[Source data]

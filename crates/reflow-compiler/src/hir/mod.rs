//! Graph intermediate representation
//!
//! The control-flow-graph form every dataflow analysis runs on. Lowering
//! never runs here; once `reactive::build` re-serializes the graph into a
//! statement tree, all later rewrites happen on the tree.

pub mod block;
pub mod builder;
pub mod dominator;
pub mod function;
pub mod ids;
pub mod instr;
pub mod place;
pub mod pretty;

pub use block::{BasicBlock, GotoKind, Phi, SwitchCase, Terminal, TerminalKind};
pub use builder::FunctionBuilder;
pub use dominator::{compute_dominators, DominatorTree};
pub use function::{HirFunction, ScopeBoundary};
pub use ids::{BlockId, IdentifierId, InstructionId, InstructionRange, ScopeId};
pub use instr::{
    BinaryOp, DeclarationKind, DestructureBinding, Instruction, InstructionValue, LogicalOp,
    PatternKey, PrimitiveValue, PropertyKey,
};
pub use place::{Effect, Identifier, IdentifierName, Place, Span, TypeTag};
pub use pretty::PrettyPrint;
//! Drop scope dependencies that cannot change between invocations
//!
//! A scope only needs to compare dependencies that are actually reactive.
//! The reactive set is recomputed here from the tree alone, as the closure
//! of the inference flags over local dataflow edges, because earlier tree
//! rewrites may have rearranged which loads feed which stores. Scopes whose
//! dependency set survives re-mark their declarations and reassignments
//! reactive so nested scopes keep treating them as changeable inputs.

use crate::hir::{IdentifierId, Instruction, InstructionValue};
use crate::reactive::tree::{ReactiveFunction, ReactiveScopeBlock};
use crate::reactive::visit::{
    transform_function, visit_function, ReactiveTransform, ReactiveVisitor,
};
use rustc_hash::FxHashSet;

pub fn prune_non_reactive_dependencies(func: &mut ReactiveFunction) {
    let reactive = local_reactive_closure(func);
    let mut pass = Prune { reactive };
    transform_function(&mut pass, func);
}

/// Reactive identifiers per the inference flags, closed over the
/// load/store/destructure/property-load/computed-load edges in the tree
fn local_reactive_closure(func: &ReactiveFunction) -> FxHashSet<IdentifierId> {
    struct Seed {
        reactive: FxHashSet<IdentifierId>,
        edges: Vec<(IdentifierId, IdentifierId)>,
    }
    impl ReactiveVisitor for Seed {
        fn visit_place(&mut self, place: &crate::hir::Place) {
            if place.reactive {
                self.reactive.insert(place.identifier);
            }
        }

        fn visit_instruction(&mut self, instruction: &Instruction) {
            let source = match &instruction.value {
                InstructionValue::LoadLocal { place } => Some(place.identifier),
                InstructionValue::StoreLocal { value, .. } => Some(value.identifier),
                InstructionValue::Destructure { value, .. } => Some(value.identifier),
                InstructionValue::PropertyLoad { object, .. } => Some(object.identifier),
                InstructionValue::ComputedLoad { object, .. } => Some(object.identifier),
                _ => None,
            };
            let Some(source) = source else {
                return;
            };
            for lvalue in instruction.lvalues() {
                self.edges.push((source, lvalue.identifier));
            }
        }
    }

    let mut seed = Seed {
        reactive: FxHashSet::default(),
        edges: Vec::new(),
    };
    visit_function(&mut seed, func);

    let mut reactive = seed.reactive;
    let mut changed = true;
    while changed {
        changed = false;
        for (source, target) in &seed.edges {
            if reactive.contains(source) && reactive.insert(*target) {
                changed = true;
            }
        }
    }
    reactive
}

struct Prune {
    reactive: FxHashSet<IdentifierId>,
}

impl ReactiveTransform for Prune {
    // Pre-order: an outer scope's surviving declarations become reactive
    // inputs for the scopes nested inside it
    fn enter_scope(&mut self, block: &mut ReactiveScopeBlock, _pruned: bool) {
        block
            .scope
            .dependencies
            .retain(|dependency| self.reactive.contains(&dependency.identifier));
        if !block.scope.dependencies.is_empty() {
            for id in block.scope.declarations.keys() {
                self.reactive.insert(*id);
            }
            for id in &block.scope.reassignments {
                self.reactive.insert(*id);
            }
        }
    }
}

▶ ASSIGNED TASK
Repeat each record exactly. Omit nothing.

▶ RESPONSE TO THIS EXERCISE
filename crates/reflow-compiler/src/hir/mod.rs
//! Graph intermediate representation
//!
//! The control-flow-graph form every dataflow analysis runs on. Lowering
//! never runs here; once `reactive::build` re-serializes the graph into a
//! statement tree, all later rewrites happen on the tree.

pub mod block;
pub mod builder;
pub mod dominator;
pub mod function;
pub mod ids;
pub mod instr;
pub mod place;
pub mod pretty;

pub use block::{BasicBlock, GotoKind, Phi, SwitchCase, Terminal, TerminalKind};
pub use builder::FunctionBuilder;
pub use dominator::{compute_dominators, DominatorTree};
pub use function::{HirFunction, ScopeBoundary};
pub use ids::{BlockId, IdentifierId, InstructionId, InstructionRange, ScopeId};
pub use instr::{
    BinaryOp, DeclarationKind, DestructureBinding, Instruction, InstructionValue, LogicalOp,
    PatternKey, PrimitiveValue, PropertyKey,
};
pub use place::{Effect, Identifier, IdentifierName, Place, Span, TypeTag};
pub use pretty::PrettyPrint;
//! Drop scope dependencies that cannot change between invocations
//!
//! A scope only needs to compare dependencies that are actually reactive.
//! The reactive set is recomputed here from the tree alone, as the closure
//! of the inference flags over local dataflow edges, because earlier tree
//! rewrites may have rearranged which loads feed which stores. Scopes whose
//! dependency set survives re-mark their declarations and reassignments
//! reactive so nested scopes keep treating them as changeable inputs.

use crate::hir::{IdentifierId, Instruction, InstructionValue};
use crate::reactive::tree::{ReactiveFunction, ReactiveScopeBlock};
use crate::reactive::visit::{
    transform_function, visit_function, ReactiveTransform, ReactiveVisitor,
};
use rustc_hash::FxHashSet;

pub fn prune_non_reactive_dependencies(func: &mut ReactiveFunction) {
    let reactive = local_reactive_closure(func);
    let mut pass = Prune { reactive };
    transform_function(&mut pass, func);
}

/// Reactive identifiers per the inference flags, closed over the
/// load/store/destructure/property-load/computed-load edges in the tree
fn local_reactive_closure(func: &ReactiveFunction) -> FxHashSet<IdentifierId> {
    struct Seed {
        reactive: FxHashSet<IdentifierId>,
        edges: Vec<(IdentifierId, IdentifierId)>,
    }
    impl ReactiveVisitor for Seed {
        fn visit_place(&mut self, place: &crate::hir::Place) {
            if place.reactive {
                self.reactive.insert(place.identifier);
            }
        }

        fn visit_instruction(&mut self, instruction: &Instruction) {
            let source = match &instruction.value {
                InstructionValue::LoadLocal { place } => Some(place.identifier),
                InstructionValue::StoreLocal { value, .. } => Some(value.identifier),
                InstructionValue::Destructure { value, .. } => Some(value.identifier),
                InstructionValue::PropertyLoad { object, .. } => Some(object.identifier),
                InstructionValue::ComputedLoad { object, .. } => Some(object.identifier),
                _ => None,
            };
            let Some(source) = source else {
                return;
            };
            for lvalue in instruction.lvalues() {
                self.edges.push((source, lvalue.identifier));
            }
        }
    }

    let mut seed = Seed {
        reactive: FxHashSet::default(),
        edges: Vec::new(),
    };
    visit_function(&mut seed, func);

    let mut reactive = seed.reactive;
    let mut changed = true;
    while changed {
        changed = false;
        for (source, target) in &seed.edges {
            if reactive.contains(source) && reactive.insert(*target) {
                changed = true;
            }
        }
    }
    reactive
}

struct Prune {
    reactive: FxHashSet<IdentifierId>,
}

impl ReactiveTransform for Prune {
    // Pre-order: an outer scope's surviving declarations become reactive
    // inputs for the scopes nested inside it
    fn enter_scope(&mut self, block: &mut ReactiveScopeBlock, _pruned: bool) {
        block
            .scope
            .dependencies
            .retain(|dependency| self.reactive.contains(&dependency.identifier));
        if !block.scope.dependencies.is_empty() {
            for id in block.scope.declarations.keys() {
                self.reactive.insert(*id);
            }
            for id in &block.scope.reassignments {
                self.reactive.insert(*id);
            }
        }
    }
}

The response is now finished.